Thursday, January 23, 2014
Review: The Fault in Our Stars
You know how there's always that one book/movie/TV show episode/etc. that everyone says is going to make you cry? Like, Finding Neverland, or the Prom episode of Buffy? So, I'm that girl who always, always cries at those sorts of things... but never books. I don't know why - they totally used to make me tear up when I was a kid and more likely to get sucked into novels like they were a vacuum cleaner for your emotional stability - but there's little-to-no response from me when a beloved character dies or something tragic happens.
What I'm basically trying to say is, I thought I was strong enough to read this book, but I wasn't.
The Fault in Our Stars is a best-selling novel penned by quintessential Contemporary Young Adult novelist John Green. Detailing the story of a teenage terminal cancer patient living on the borrowed time of a medical miracle, Hazel Grace meets the love of her life, Augustus Waters, at a Cancer Support Group. TFiOS has already wowed readers across the globe, and has a major motion picture adaptation, starring Shailene Woodley, set to premiere this summer.
It definitely has a reputation for being a heart-breaker, but I just wouldn't listen. Both of my younger sisters were rocked to their core, and ended up even scaring our mom a little with their deeply felt emotional reactions. Nearly everyone I've talked to who read this book felt it like a bomb, and for whatever reason, I thought I'd get away clean. Not so: my mom just so happened to walk into the room at the precise moment when my red splotchy face and squinted-up eyes were gushing with tears, in a way that's more akin to what the underbellies of the Titanic must have looked like after the iceberg hit.

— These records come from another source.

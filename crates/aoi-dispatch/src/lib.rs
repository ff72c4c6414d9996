//! Request dispatch core for the aoi integration gateway.
//!
//! Forwards abstract execution requests to downstream HTTP targets either
//! synchronously or as a live stream (SSE or chunked), backed by a bounded
//! pool of reusable HTTP clients.

pub mod client_pool;
pub mod dispatch;
pub mod encode;
pub mod errors;
pub mod forward;
pub mod stream;
pub mod types;

#[allow(unused_imports)]
pub use client_pool::*;
#[allow(unused_imports)]
pub use dispatch::*;
#[allow(unused_imports)]
pub use encode::*;
#[allow(unused_imports)]
pub use errors::*;
#[allow(unused_imports)]
pub use forward::*;
#[allow(unused_imports)]
pub use stream::*;
#[allow(unused_imports)]
pub use types::*;
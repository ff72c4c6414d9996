//! Code-execution request/response shapes exchanged with sandbox sessions.

use std::collections::BTreeMap;

use serde::{Deserialize, Serialize};
use serde_json::Value;

/// Request to run untrusted handler code inside a sandbox session.
#[derive(Clone, Debug, Default, Serialize, Deserialize)]
pub struct ExecuteCodeReq {
    pub handler_code: String,
    #[serde(default)]
    pub event: BTreeMap<String, Value>,
    #[serde(default, rename = "context")]
    pub execute_context: ExecuteContext,
}

/// Runtime context visible to the executed handler.
#[derive(Clone, Debug, Default, Serialize, Deserialize)]
pub struct ExecuteContext {
    #[serde(default)]
    pub function_name: String,
    #[serde(default)]
    pub function_version: String,
    #[serde(default)]
    pub remaining_time_in_millis: i64,
    #[serde(default)]
    pub memory_limit_in_mb: i64,
    #[serde(default)]
    pub log_group_name: String,
}

/// Result of one synchronous execution.
#[derive(Clone, Debug, Default, Serialize, Deserialize)]
pub struct ExecuteCodeResp {
    #[serde(default)]
    pub stdout: String,
    #[serde(default)]
    pub stderr: String,
    #[serde(default)]
    pub result: Value,
    #[serde(default)]
    pub metrics: Value,
}

#[cfg(test)]
mod tests {
    use super::*;

    #[test]
    fn execute_request_round_trips_with_context_field_name() {
        let mut request = ExecuteCodeReq {
            handler_code: "def handler(event, context): return 1".to_string(),
            ..ExecuteCodeReq::default()
        };
        request
            .event
            .insert("input".to_string(), serde_json::json!("x"));
        request.execute_context.function_name = "fn".to_string();

        let encoded = serde_json::to_value(&request).unwrap();
        assert_eq!(encoded["context"]["function_name"], "fn");

        let decoded: ExecuteCodeReq = serde_json::from_value(encoded).unwrap();
        assert_eq!(decoded.execute_context.function_name, "fn");
    }
}
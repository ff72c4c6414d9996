//! Error taxonomy for the session pool and its control-plane adapter.

use thiserror::Error;

/// Failures talking to the sandbox control plane.
#[derive(Debug, Error)]
pub enum ControlPlaneError {
    #[error("control plane request failed: {0}")]
    Http(#[from] reqwest::Error),

    #[error("control plane returned status {status}: {body}")]
    UnexpectedStatus { status: u16, body: String },

    #[error("invalid control plane url: {0}")]
    InvalidUrl(String),
}

/// Failures surfaced by the session pool to foreground callers.
#[derive(Debug, Error)]
pub enum SandboxError {
    /// Every slot is provisioned and every session is at its concurrency cap.
    #[error("all sandbox sessions are at max concurrency")]
    Exhausted,

    #[error("failed to provision session {session_id}: {source}")]
    Provisioning {
        session_id: String,
        #[source]
        source: Box<SandboxError>,
    },

    #[error("session {session_id} did not reach running state in time")]
    CreateTimeout { session_id: String },

    #[error("session {session_id} entered state {state} during provisioning")]
    CreateFailed { session_id: String, state: String },

    #[error("execution on session {session_id} failed: {source}")]
    Execute {
        session_id: String,
        #[source]
        source: ControlPlaneError,
    },

    #[error(transparent)]
    ControlPlane(#[from] ControlPlaneError),

    #[error("session pool is closed")]
    Closed,
}

#[cfg(test)]
mod tests {
    use super::*;

    #[test]
    fn provisioning_error_carries_session_context() {
        let error = SandboxError::Provisioning {
            session_id: "sess_aoi_2".to_string(),
            source: Box::new(SandboxError::CreateTimeout {
                session_id: "sess_aoi_2".to_string(),
            }),
        };
        let message = error.to_string();
        assert!(message.contains("sess_aoi_2"));
        assert!(std::error::Error::source(&error).is_some());
    }
}
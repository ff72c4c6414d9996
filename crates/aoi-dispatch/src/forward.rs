//! Builds outbound requests from abstract descriptors and drives
//! synchronous or streaming calls through the client pool.

use std::collections::BTreeMap;
use std::sync::Arc;
use std::time::{Duration, Instant};

use reqwest::header::{HeaderName, HeaderValue};
use serde_json::Value;
use url::Url;

use crate::client_pool::ClientPool;
use crate::encode::{apply_body, substitute_path_params};
use crate::errors::{AbortSignal, DispatchError};
use crate::stream::{ResponseSink, StreamStats, process_http_stream, process_sse};
use crate::types::{HttpRequest, HttpResponse, StreamingMode};

/// Everything a streaming forward needs from the request scope: the framing
/// mode, the caller's writable sink and the abort signal.
pub struct StreamContext<'a> {
    pub streaming_mode: StreamingMode,
    pub sink: &'a mut dyn ResponseSink,
    pub abort: AbortSignal,
}

/// Result of a streaming forward. The body has already been copied to the
/// sink; nothing is re-buffered here.
#[derive(Clone, Debug)]
pub struct StreamSummary {
    pub status_code: u16,
    pub headers: BTreeMap<String, String>,
    pub duration_ms: u64,
    pub stats: StreamStats,
}

pub struct Forwarder {
    pool: Arc<ClientPool>,
}

impl Forwarder {
    pub fn new(pool: Arc<ClientPool>) -> Self {
        Self { pool }
    }

    /// Synchronous forward. Transport failures come back as a response
    /// object carrying the error, not as `Err`.
    pub async fn forward(&self, request: &HttpRequest) -> HttpResponse {
        let started = Instant::now();
        let outbound = match self.build_sync_request(request) {
            Ok(outbound) => outbound,
            Err(error) => return failure_response(&error, started),
        };

        match outbound.send().await {
            Ok(response) => resolve_response(response, started).await,
            Err(error) => {
                tracing::warn!(url = %request.url, error = %error, "sync forward failed");
                let wrapped = DispatchError::ForwardFailed {
                    url: request.url.clone(),
                    source: error,
                };
                failure_response(&wrapped, started)
            }
        }
    }

    /// Streaming forward. Mirrors upstream status and headers onto the
    /// caller's sink, then delegates body copying to the stream processor.
    pub async fn forward_stream(
        &self,
        ctx: StreamContext<'_>,
        request: &HttpRequest,
    ) -> Result<StreamSummary, DispatchError> {
        let started = Instant::now();
        let timeout = request.timeout_secs.map(Duration::from_secs);
        let (client, header_timeout) = self.pool.get_stream_client(ctx.streaming_mode, timeout)?;

        let url = build_url(request)?;
        let method = parse_method(&request.method)?;
        let mut builder = client.request(method, url);
        builder = match ctx.streaming_mode {
            // Accept must be the first streaming header on the wire.
            StreamingMode::Sse => builder
                .header("Accept", "text/event-stream")
                .header("Cache-Control", "no-cache")
                .header("Connection", "keep-alive"),
            StreamingMode::Http => builder
                .header("Transfer-Encoding", "chunked")
                .header("Connection", "Upgrade"),
        };
        builder = apply_request_headers(builder, request)?;
        if let Some(body) = &request.body {
            builder = apply_body(builder, request.header("content-type"), body)?;
        }

        // `send()` resolves once response headers arrive, so bounding it
        // enforces the header timeout for streaming-capability detection.
        let response = match tokio::time::timeout(header_timeout, builder.send()).await {
            Ok(Ok(response)) => response,
            Ok(Err(error)) => {
                if error.is_timeout() {
                    return Err(DispatchError::StreamingUnsupported {
                        url: request.url.clone(),
                    });
                }
                return Err(DispatchError::ForwardFailed {
                    url: request.url.clone(),
                    source: error,
                });
            }
            Err(_) => {
                return Err(DispatchError::StreamingUnsupported {
                    url: request.url.clone(),
                });
            }
        };

        let status_code = response.status().as_u16();
        let headers = header_map(&response);
        let is_sse = headers
            .iter()
            .find(|(name, _)| name.eq_ignore_ascii_case("content-type"))
            .is_some_and(|(_, value)| value.to_ascii_lowercase().contains("text/event-stream"));

        for (name, value) in &headers {
            ctx.sink.insert_header(name, value).await?;
        }
        ctx.sink.write_status(status_code).await?;
        ctx.sink.flush().await?;

        let body = response.bytes_stream();
        let copied = match ctx.streaming_mode {
            StreamingMode::Sse => process_sse(body, ctx.sink, is_sse, &ctx.abort).await,
            StreamingMode::Http => process_http_stream(body, ctx.sink, &ctx.abort).await,
        };

        let stats = match copied {
            Ok(stats) => stats,
            Err(error) => {
                // Best-effort error frame before closing a broken stream.
                if !matches!(error, DispatchError::Sink(_)) {
                    let frame = format!("data: {{\"error\":\"{error}\"}}\n\n");
                    let _ = ctx.sink.write(frame.as_bytes()).await;
                    let _ = ctx.sink.flush().await;
                }
                tracing::warn!(url = %request.url, error = %error, "stream forward failed");
                return Err(error);
            }
        };

        Ok(StreamSummary {
            status_code,
            headers,
            duration_ms: started.elapsed().as_millis() as u64,
            stats,
        })
    }

    fn build_sync_request(
        &self,
        request: &HttpRequest,
    ) -> Result<reqwest::RequestBuilder, DispatchError> {
        let timeout = request.timeout_secs.map(Duration::from_secs);
        let client = self.pool.get_client(timeout)?;
        let url = build_url(request)?;
        let method = parse_method(&request.method)?;

        let mut builder = client.request(method, url);
        builder = apply_request_headers(builder, request)?;
        if let Some(body) = &request.body {
            builder = apply_body(builder, request.header("content-type"), body)?;
        }
        Ok(builder)
    }
}

fn parse_method(method: &str) -> Result<reqwest::Method, DispatchError> {
    reqwest::Method::from_bytes(method.to_ascii_uppercase().as_bytes())
        .map_err(|_| DispatchError::InvalidRequest(format!("invalid method: {method}")))
}

/// Resolve path placeholders and merge query parameters into the URL.
fn build_url(request: &HttpRequest) -> Result<Url, DispatchError> {
    let resolved = substitute_path_params(&request.url, &request.path_params);
    let mut url = Url::parse(&resolved)
        .map_err(|error| DispatchError::InvalidRequest(format!("invalid url: {error}")))?;
    if !request.query.is_empty() {
        let mut pairs = url.query_pairs_mut();
        for (name, value) in &request.query {
            pairs.append_pair(name, value);
        }
    }
    Ok(url)
}

fn apply_request_headers(
    mut builder: reqwest::RequestBuilder,
    request: &HttpRequest,
) -> Result<reqwest::RequestBuilder, DispatchError> {
    for (name, value) in &request.headers {
        let name = HeaderName::from_bytes(name.as_bytes())
            .map_err(|_| DispatchError::InvalidRequest(format!("invalid header name: {name}")))?;
        let value = HeaderValue::from_str(value)
            .map_err(|_| DispatchError::InvalidRequest("invalid header value".to_string()))?;
        builder = builder.header(name, value);
    }
    Ok(builder)
}

fn header_map(response: &reqwest::Response) -> BTreeMap<String, String> {
    response
        .headers()
        .iter()
        .filter_map(|(name, value)| {
            value
                .to_str()
                .ok()
                .map(|value| (name.to_string(), value.to_string()))
        })
        .collect()
}

async fn resolve_response(response: reqwest::Response, started: Instant) -> HttpResponse {
    let status_code = response.status().as_u16();
    let headers = header_map(&response);
    let is_json = headers
        .iter()
        .find(|(name, _)| name.eq_ignore_ascii_case("content-type"))
        .is_some_and(|(_, value)| value.to_ascii_lowercase().contains("application/json"));

    let raw = response.text().await.unwrap_or_default();
    let body = if is_json {
        serde_json::from_str(&raw).unwrap_or(Value::String(raw))
    } else {
        Value::String(raw)
    };

    HttpResponse {
        status_code,
        headers,
        body,
        error: None,
        duration_ms: started.elapsed().as_millis() as u64,
    }
}

fn failure_response(error: &DispatchError, started: Instant) -> HttpResponse {
    HttpResponse {
        status_code: error.status_code(),
        headers: BTreeMap::new(),
        body: Value::Null,
        error: Some(error.to_string()),
        duration_ms: started.elapsed().as_millis() as u64,
    }
}

#[cfg(test)]
mod tests {
    use super::*;

    fn request_with(url: &str) -> HttpRequest {
        HttpRequest::new("GET", url)
    }

    #[test]
    fn build_url_substitutes_and_merges_query() {
        let mut request = request_with("http://host/tools/{name}/run");
        request
            .path_params
            .insert("name".to_string(), "echo".to_string());
        request.query.insert("limit".to_string(), "5".to_string());
        let url = build_url(&request).unwrap();
        assert_eq!(url.as_str(), "http://host/tools/echo/run?limit=5");
    }

    #[test]
    fn build_url_keeps_existing_query_params() {
        let mut request = request_with("http://host/search?q=a");
        request.query.insert("page".to_string(), "2".to_string());
        let url = build_url(&request).unwrap();
        assert_eq!(url.as_str(), "http://host/search?q=a&page=2");
    }

    #[test]
    fn invalid_method_is_rejected() {
        assert!(parse_method("not a method").is_err());
        assert_eq!(parse_method("post").unwrap(), reqwest::Method::POST);
    }

    #[test]
    fn invalid_url_is_rejected() {
        let request = request_with("not-a-url");
        assert!(matches!(
            build_url(&request),
            Err(DispatchError::InvalidRequest(_))
        ));
    }
}
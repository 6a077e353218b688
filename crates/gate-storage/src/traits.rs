//! Storage trait definitions.

use crate::StorageResult;

/// Trait for durable key-value storage backends
pub trait KeyValueStore: Send + Sync {
    /// Store a value, overwriting any prior contents (last-writer-wins)
    fn set(&self, key: &str, value: &str) -> StorageResult<()>;

    /// Retrieve a value
    fn get(&self, key: &str) -> StorageResult<Option<String>>;

    /// Delete a value, reporting whether anything was removed
    fn delete(&self, key: &str) -> StorageResult<bool>;

    /// Check if a key exists
    fn has(&self, key: &str) -> StorageResult<bool> {
        Ok(self.get(key)?.is_some())
    }
}
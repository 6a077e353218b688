//! Configuration for the gate and token provisioner.

use crate::{CoreError, CoreResult, Paths};
use serde::{Deserialize, Serialize};
use std::path::Path;
use tracing::debug;
use url::Url;

/// Default credential-issuance endpoint (can be overridden at compile time
/// via the VOICEGATE_TOKEN_ENDPOINT env var).
pub const DEFAULT_TOKEN_ENDPOINT: &str = match option_env!("VOICEGATE_TOKEN_ENDPOINT") {
    Some(url) => url,
    None => "https://agents.example.com/api/connection-details",
};

/// Default sandbox ID (compile-time only; absent unless set via
/// VOICEGATE_SANDBOX_ID at build time).
pub const DEFAULT_SANDBOX_ID: Option<&str> = option_env!("VOICEGATE_SANDBOX_ID");

/// Default log level.
pub const DEFAULT_LOG_LEVEL: &str = "info";

/// Default page title shown by the credential-entry flow.
pub const DEFAULT_PAGE_TITLE: &str = "Voice Agent";

/// Agent configuration, read-only to the gate and provisioner.
#[derive(Debug, Clone, Serialize, Deserialize)]
pub struct Config {
    /// Log level (trace, debug, info, warn, error).
    #[serde(default = "default_log_level")]
    pub log_level: String,
    /// Display title for the credential-entry flow.
    #[serde(default = "default_page_title")]
    pub page_title: String,
    /// Agent requested for the room, if any.
    #[serde(default)]
    pub agent_name: Option<String>,
    /// Credential-issuance endpoint URL.
    #[serde(default = "default_token_endpoint")]
    pub token_endpoint: String,
    /// Sandbox ID; when set, token provisioning short-circuits to the
    /// hosted sandbox token source instead of `token_endpoint`.
    #[serde(default = "default_sandbox_id")]
    pub sandbox_id: Option<String>,
}

fn default_log_level() -> String {
    DEFAULT_LOG_LEVEL.to_string()
}

fn default_page_title() -> String {
    DEFAULT_PAGE_TITLE.to_string()
}

fn default_token_endpoint() -> String {
    DEFAULT_TOKEN_ENDPOINT.to_string()
}

fn default_sandbox_id() -> Option<String> {
    DEFAULT_SANDBOX_ID.map(|s| s.to_string())
}

impl Default for Config {
    fn default() -> Self {
        Self {
            log_level: default_log_level(),
            page_title: default_page_title(),
            agent_name: None,
            token_endpoint: default_token_endpoint(),
            sandbox_id: default_sandbox_id(),
        }
    }
}

impl Config {
    /// Create a new Config with default values, then override from environment.
    pub fn new() -> Self {
        let mut config = Self::default();
        config.load_from_env();
        config
    }

    /// Load configuration from a file, falling back to defaults.
    pub fn load(paths: &Paths) -> CoreResult<Self> {
        let config_path = paths.config_file();

        let mut config = if config_path.exists() {
            Self::load_from_file(&config_path)?
        } else {
            debug!(path = %config_path.display(), "No config file found, using defaults");
            Self::default()
        };

        config.load_from_env();

        Ok(config)
    }

    /// Load configuration from a specific file.
    pub fn load_from_file(path: &Path) -> CoreResult<Self> {
        let content = std::fs::read_to_string(path)?;
        let config: Config = serde_json::from_str(&content)?;
        Ok(config)
    }

    /// Save configuration to a file.
    pub fn save(&self, paths: &Paths) -> CoreResult<()> {
        paths.ensure_dirs()?;
        let content = serde_json::to_string_pretty(self)?;
        std::fs::write(paths.config_file(), content)?;
        Ok(())
    }

    /// Override configuration from environment variables.
    fn load_from_env(&mut self) {
        if let Ok(log_level) = std::env::var("VOICEGATE_LOG_LEVEL") {
            self.log_level = log_level;
        }
        if let Ok(agent_name) = std::env::var("VOICEGATE_AGENT_NAME") {
            if !agent_name.is_empty() {
                self.agent_name = Some(agent_name);
            }
        }
        if let Ok(sandbox_id) = std::env::var("VOICEGATE_SANDBOX_ID") {
            if !sandbox_id.is_empty() {
                self.sandbox_id = Some(sandbox_id);
            }
        }
    }

    /// Get the token endpoint as a parsed URL.
    pub fn token_endpoint(&self) -> CoreResult<Url> {
        Url::parse(&self.token_endpoint).map_err(CoreError::from)
    }
}

#[cfg(test)]
mod tests {
    use super::*;
    use tempfile::tempdir;

    #[test]
    fn test_default_config() {
        let config = Config::default();
        assert_eq!(config.log_level, DEFAULT_LOG_LEVEL);
        assert_eq!(config.page_title, DEFAULT_PAGE_TITLE);
        assert_eq!(config.token_endpoint, DEFAULT_TOKEN_ENDPOINT);
        assert!(config.agent_name.is_none());
    }

    #[test]
    fn test_config_load_from_file() {
        let dir = tempdir().unwrap();
        let config_path = dir.path().join("config.json");

        let config_json = r#"{
            "log_level": "debug",
            "agent_name": "support"
        }"#;

        std::fs::write(&config_path, config_json).unwrap();

        let config = Config::load_from_file(&config_path).unwrap();
        assert_eq!(config.log_level, "debug");
        assert_eq!(config.agent_name.as_deref(), Some("support"));
        assert_eq!(config.token_endpoint, DEFAULT_TOKEN_ENDPOINT);
    }

    #[test]
    fn test_config_load_malformed_file_is_error() {
        let dir = tempdir().unwrap();
        let config_path = dir.path().join("config.json");
        std::fs::write(&config_path, "not json").unwrap();

        let result = Config::load_from_file(&config_path);
        assert!(matches!(result, Err(CoreError::Json(_))));
    }

    #[test]
    fn test_config_save_and_load_roundtrip() {
        let dir = tempdir().unwrap();
        let paths = Paths::with_base_dir(dir.path().to_path_buf());

        let mut config = Config::default();
        config.page_title = "Support Desk".to_string();
        config.agent_name = Some("support".to_string());

        config.save(&paths).unwrap();

        let loaded = Config::load(&paths).unwrap();
        assert_eq!(loaded.page_title, "Support Desk");
        assert_eq!(loaded.agent_name.as_deref(), Some("support"));
    }

    #[test]
    fn test_config_load_nonexistent_uses_defaults() {
        let dir = tempdir().unwrap();
        let paths = Paths::with_base_dir(dir.path().to_path_buf());

        let config = Config::load(&paths).unwrap();
        assert_eq!(config.token_endpoint, DEFAULT_TOKEN_ENDPOINT);
    }

    #[test]
    fn test_config_token_endpoint_parse() {
        let config = Config::default();
        let url = config.token_endpoint().unwrap();
        assert_eq!(url.scheme(), "https");
    }

    #[test]
    fn test_config_invalid_endpoint() {
        let mut config = Config::default();
        config.token_endpoint = "not a valid url".to_string();

        assert!(config.token_endpoint().is_err());
    }
}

This book hurts, as it should.
Structurally, it's solid. Narratively, it's perfection. It's got the dual benefit of being an incredibly well-written story with an incredibly interesting and involving plot. I've heard people try and write this off as simply one of the better spectrum of a Contemporary YA novel, but I think it transcends genre conventions entirely. I'd recommend this book to anyone, regardless of the shelf it came off of at Barnes and Noble.
Honestly, it's no use trying to even write a review for this one, because I'll only be repeating what so many have said before me. It's beautiful, charming, and engaging; a tragic romance of star-crossed lovers that still manages to leave you with a little bit of hope. It touches on a difficult subject with a mix of a careful hand and a willful disavowal of the seriousness that has to accompany the topic of dying, creating a loving and fun cushion for the inevitable painful blow that you know is going to be coming from page 1. Seriously, this book is deep, and wide, and worth it.
This book made me both chuckle to myself and cry like the day I was born, and there's essentially no way to talk about it that won't sound cliche or overused. Just, please read this book.